● Directions
Among the lines below, list those containing the string "found".

● Records for processing
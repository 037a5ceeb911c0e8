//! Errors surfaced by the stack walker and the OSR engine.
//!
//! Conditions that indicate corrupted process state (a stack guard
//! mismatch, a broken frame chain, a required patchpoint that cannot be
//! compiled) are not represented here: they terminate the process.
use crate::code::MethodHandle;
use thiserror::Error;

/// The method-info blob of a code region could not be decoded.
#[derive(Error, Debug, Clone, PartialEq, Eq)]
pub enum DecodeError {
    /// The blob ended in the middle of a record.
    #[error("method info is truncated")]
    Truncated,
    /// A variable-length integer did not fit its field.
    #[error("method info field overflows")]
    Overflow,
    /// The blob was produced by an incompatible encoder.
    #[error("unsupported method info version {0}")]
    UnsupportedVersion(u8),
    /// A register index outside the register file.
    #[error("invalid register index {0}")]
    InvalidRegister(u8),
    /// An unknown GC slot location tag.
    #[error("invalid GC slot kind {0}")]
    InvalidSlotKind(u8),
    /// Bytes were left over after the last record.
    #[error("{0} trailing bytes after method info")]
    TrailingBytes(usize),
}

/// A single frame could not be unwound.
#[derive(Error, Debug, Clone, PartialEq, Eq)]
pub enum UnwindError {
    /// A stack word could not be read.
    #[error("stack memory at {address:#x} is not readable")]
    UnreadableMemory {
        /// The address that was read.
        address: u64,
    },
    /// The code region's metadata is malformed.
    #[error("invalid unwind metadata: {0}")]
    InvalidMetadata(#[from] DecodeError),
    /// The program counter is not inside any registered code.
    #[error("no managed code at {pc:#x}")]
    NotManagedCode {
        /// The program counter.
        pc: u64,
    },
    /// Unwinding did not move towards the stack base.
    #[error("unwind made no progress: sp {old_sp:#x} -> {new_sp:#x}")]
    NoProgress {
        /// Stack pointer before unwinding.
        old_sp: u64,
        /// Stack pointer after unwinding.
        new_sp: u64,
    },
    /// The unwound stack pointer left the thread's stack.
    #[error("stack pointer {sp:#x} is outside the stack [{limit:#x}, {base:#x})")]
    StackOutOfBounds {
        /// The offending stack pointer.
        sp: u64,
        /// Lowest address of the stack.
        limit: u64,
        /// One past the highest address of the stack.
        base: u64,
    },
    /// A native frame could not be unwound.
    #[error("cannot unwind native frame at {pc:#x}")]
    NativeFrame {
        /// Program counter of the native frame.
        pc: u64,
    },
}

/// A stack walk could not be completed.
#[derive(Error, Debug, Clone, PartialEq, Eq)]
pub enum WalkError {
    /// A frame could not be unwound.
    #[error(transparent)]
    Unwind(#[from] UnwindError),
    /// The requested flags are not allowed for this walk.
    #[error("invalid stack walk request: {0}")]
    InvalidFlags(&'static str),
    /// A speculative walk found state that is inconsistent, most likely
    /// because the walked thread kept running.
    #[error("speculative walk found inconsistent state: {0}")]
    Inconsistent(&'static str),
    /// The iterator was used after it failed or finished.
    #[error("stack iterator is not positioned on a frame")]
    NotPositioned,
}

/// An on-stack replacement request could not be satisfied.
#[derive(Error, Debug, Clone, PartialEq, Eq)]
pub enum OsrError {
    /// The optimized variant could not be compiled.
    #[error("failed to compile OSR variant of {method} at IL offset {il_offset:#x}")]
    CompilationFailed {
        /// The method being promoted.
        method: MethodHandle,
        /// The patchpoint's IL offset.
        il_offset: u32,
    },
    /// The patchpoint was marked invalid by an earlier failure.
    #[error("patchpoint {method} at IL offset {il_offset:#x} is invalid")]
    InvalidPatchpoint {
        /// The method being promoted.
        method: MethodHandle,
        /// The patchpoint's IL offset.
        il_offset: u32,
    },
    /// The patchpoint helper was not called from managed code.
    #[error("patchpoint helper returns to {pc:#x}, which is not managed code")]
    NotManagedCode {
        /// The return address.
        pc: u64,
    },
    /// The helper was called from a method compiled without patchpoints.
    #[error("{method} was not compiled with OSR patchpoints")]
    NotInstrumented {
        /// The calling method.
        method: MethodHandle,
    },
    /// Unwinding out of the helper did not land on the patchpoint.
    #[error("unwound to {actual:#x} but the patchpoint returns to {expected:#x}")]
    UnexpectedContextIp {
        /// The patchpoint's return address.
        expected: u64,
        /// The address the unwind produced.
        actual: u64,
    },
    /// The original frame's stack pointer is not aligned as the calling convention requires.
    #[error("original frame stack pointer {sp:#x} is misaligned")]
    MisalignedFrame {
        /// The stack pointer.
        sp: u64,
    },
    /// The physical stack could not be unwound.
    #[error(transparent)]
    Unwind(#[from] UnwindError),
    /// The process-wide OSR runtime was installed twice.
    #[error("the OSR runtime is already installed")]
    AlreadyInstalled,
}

● Reply to the exercise
    /// A speculative walk found state that is inconsistent, most likely
    #[error("speculative walk found inconsistent state: {0}")]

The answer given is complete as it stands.